*Your objective:*
Check every line of the data below for "insert". Copy each one that has it.

Start of Supplied records

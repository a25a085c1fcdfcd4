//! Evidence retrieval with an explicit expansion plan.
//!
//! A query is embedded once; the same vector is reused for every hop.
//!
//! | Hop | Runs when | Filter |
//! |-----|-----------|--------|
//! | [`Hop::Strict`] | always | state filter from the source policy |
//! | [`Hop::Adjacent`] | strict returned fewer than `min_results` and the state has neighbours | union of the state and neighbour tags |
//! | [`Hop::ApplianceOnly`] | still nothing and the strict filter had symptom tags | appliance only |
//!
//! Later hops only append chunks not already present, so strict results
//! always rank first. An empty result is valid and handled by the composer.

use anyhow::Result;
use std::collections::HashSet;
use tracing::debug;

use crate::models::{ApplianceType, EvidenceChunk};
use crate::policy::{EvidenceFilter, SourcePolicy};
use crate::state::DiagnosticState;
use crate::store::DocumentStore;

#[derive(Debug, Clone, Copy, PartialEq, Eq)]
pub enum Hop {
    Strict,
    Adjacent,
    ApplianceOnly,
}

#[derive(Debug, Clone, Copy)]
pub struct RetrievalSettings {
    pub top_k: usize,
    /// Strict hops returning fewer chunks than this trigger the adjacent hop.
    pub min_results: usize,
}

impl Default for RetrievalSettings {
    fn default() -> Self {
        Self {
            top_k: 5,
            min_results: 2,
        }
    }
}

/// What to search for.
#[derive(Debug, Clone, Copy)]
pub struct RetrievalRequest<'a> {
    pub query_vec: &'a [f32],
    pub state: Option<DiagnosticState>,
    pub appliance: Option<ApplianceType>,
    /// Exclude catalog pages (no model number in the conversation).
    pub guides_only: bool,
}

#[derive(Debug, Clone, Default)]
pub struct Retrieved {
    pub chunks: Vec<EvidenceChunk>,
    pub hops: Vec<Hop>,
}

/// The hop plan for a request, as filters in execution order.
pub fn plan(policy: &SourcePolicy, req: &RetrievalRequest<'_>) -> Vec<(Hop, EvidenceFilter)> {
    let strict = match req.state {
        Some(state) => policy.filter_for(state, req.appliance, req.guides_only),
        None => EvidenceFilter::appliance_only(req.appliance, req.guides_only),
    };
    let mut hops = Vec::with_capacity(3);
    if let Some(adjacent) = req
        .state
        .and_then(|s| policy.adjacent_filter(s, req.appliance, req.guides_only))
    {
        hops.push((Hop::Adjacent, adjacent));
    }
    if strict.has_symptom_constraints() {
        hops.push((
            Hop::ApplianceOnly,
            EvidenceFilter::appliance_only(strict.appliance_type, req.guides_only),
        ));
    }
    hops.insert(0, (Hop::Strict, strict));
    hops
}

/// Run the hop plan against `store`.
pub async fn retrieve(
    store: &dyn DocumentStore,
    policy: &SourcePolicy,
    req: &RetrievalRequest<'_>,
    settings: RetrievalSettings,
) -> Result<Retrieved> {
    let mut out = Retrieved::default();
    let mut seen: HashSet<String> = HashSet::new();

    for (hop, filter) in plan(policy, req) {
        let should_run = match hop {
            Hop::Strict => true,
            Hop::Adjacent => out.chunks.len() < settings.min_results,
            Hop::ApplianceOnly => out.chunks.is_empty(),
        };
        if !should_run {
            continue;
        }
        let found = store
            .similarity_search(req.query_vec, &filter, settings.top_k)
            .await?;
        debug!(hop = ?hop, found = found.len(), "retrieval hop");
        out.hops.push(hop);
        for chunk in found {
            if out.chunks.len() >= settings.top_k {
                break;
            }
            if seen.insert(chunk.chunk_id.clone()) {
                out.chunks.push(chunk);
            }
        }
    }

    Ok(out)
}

End of Supplied records
Start of Supplied records

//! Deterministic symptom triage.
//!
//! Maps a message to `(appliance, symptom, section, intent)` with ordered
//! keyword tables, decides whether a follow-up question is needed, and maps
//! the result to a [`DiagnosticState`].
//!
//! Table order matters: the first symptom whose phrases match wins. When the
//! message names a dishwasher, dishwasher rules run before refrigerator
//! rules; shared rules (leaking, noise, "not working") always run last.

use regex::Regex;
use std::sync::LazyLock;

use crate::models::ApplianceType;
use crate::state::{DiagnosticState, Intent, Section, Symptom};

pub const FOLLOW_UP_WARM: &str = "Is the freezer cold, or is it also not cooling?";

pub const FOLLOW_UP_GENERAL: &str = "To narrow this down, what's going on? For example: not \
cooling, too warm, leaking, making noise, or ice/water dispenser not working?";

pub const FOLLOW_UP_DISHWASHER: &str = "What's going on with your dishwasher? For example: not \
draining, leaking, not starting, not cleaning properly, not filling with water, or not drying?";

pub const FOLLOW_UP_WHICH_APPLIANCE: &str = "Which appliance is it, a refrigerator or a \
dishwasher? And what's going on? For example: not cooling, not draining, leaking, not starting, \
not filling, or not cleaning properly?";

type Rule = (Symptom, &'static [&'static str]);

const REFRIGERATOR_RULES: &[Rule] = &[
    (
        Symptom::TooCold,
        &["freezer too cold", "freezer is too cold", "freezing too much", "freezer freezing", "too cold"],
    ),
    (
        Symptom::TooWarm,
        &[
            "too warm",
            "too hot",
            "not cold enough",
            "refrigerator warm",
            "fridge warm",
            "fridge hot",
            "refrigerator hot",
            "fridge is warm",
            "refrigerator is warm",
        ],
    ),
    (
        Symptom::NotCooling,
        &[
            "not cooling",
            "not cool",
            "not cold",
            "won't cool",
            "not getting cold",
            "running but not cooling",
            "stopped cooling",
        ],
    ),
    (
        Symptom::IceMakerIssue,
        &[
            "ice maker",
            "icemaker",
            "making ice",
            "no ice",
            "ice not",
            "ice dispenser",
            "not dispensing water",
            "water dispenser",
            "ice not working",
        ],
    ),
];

End of Supplied records

*Task result:*
    hops.insert(0, (Hop::Strict, strict));
            if seen.insert(chunk.chunk_id.clone()) {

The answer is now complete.